--- Task statement ---
Every single entry must be restated word for word.

--- Exercise input ---
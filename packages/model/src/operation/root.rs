use quire_common::{ModelError, ModelResult};
use serde::{Deserialize, Serialize};
use serde_json::json;

use super::{next_version, AffectedSelectable, Operation, OperationBehavior, OperationJson};
use crate::document::Document;
use crate::tree::Tree;

/// Attaches (`is_add`) or detaches a named root. Missing roots are created
/// detached when the operation executes.
#[derive(Debug, Clone, PartialEq)]
pub struct RootOperation {
    pub root_name: String,
    pub element_name: String,
    pub is_add: bool,
    pub base_version: Option<u64>,
}

#[derive(Debug, Clone, PartialEq, Serialize, Deserialize)]
#[serde(rename_all = "camelCase")]
pub struct RootOperationJson {
    pub base_version: Option<u64>,
    pub root_name: String,
    pub element_name: String,
    pub is_add: bool,
}

impl RootOperation {
    pub fn new(root_name: impl Into<String>, element_name: impl Into<String>, is_add: bool, base_version: Option<u64>) -> Self {
        Self {
            root_name: root_name.into(),
            element_name: element_name.into(),
            is_add,
            base_version,
        }
    }

    pub fn from_json(json: RootOperationJson) -> Self {
        Self::new(json.root_name, json.element_name, json.is_add, json.base_version)
    }
}

impl OperationBehavior for RootOperation {
    fn type_name(&self) -> &'static str {
        if self.is_add {
            "addRoot"
        } else {
            "detachRoot"
        }
    }

    fn base_version(&self) -> Option<u64> {
        self.base_version
    }

    fn set_base_version(&mut self, version: Option<u64>) {
        self.base_version = version;
    }

    fn affected_selectable(&self, _tree: &Tree) -> Option<AffectedSelectable> {
        None
    }

    fn validate(&self, document: &Document) -> ModelResult<()> {
        let attached = document.get_root(&self.root_name).is_some_and(|root| document.is_root_attached(root));
        if attached == self.is_add {
            return Err(ModelError::new(
                "root-operation-wrong-state",
                if self.is_add { "The root is already attached" } else { "The root is already detached" },
            )
            .with_context(json!({ "rootName": self.root_name })));
        }
        Ok(())
    }

    fn execute(&mut self, document: &mut Document) -> ModelResult<()> {
        let root = match document.get_root(&self.root_name) {
            Some(root) => root,
            None => document.create_detached_root(&self.element_name, &self.root_name)?,
        };
        document.tree_mut().set_root_attached(root, self.is_add);
        Ok(())
    }

    fn get_reversed(&self) -> Operation {
        Operation::Root(RootOperation::new(
            self.root_name.clone(),
            self.element_name.clone(),
            !self.is_add,
            next_version(self.base_version),
        ))
    }

    fn to_json(&self, _tree: &Tree) -> OperationJson {
        OperationJson::Root(RootOperationJson {
            base_version: self.base_version,
            root_name: self.root_name.clone(),
            element_name: self.element_name.clone(),
            is_add: self.is_add,
        })
    }
}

--- Answer for this exercise ---
filename packages/model/src/operation/root.rs
use quire_common::{ModelError, ModelResult};
use serde::{Deserialize, Serialize};
use serde_json::json;

use super::{next_version, AffectedSelectable, Operation, OperationBehavior, OperationJson};
use crate::document::Document;
use crate::tree::Tree;

/// Attaches (`is_add`) or detaches a named root. Missing roots are created
/// detached when the operation executes.
#[derive(Debug, Clone, PartialEq)]
pub struct RootOperation {
    pub root_name: String,
    pub element_name: String,
    pub is_add: bool,
    pub base_version: Option<u64>,
}

#[derive(Debug, Clone, PartialEq, Serialize, Deserialize)]
#[serde(rename_all = "camelCase")]
pub struct RootOperationJson {
    pub base_version: Option<u64>,
    pub root_name: String,
    pub element_name: String,
    pub is_add: bool,
}

impl RootOperation {
    pub fn new(root_name: impl Into<String>, element_name: impl Into<String>, is_add: bool, base_version: Option<u64>) -> Self {
        Self {
            root_name: root_name.into(),
            element_name: element_name.into(),
            is_add,
            base_version,
        }
    }

    pub fn from_json(json: RootOperationJson) -> Self {
        Self::new(json.root_name, json.element_name, json.is_add, json.base_version)
    }
}

impl OperationBehavior for RootOperation {
    fn type_name(&self) -> &'static str {
        if self.is_add {
            "addRoot"
        } else {
            "detachRoot"
        }
    }

    fn base_version(&self) -> Option<u64> {
        self.base_version
    }

    fn set_base_version(&mut self, version: Option<u64>) {
        self.base_version = version;
    }

    fn affected_selectable(&self, _tree: &Tree) -> Option<AffectedSelectable> {
        None
    }

    fn validate(&self, document: &Document) -> ModelResult<()> {
        let attached = document.get_root(&self.root_name).is_some_and(|root| document.is_root_attached(root));
        if attached == self.is_add {
            return Err(ModelError::new(
                "root-operation-wrong-state",
                if self.is_add { "The root is already attached" } else { "The root is already detached" },
            )
            .with_context(json!({ "rootName": self.root_name })));
        }
        Ok(())
    }

    fn execute(&mut self, document: &mut Document) -> ModelResult<()> {
        let root = match document.get_root(&self.root_name) {
            Some(root) => root,
            None => document.create_detached_root(&self.element_name, &self.root_name)?,
        };
        document.tree_mut().set_root_attached(root, self.is_add);
        Ok(())
    }

    fn get_reversed(&self) -> Operation {
        Operation::Root(RootOperation::new(
            self.root_name.clone(),
            self.element_name.clone(),
            !self.is_add,
            next_version(self.base_version),
        ))
    }

    fn to_json(&self, _tree: &Tree) -> OperationJson {
        OperationJson::Root(RootOperationJson {
            base_version: self.base_version,
            root_name: self.root_name.clone(),
            element_name: self.element_name.clone(),
            is_add: self.is_add,
        })
    }
}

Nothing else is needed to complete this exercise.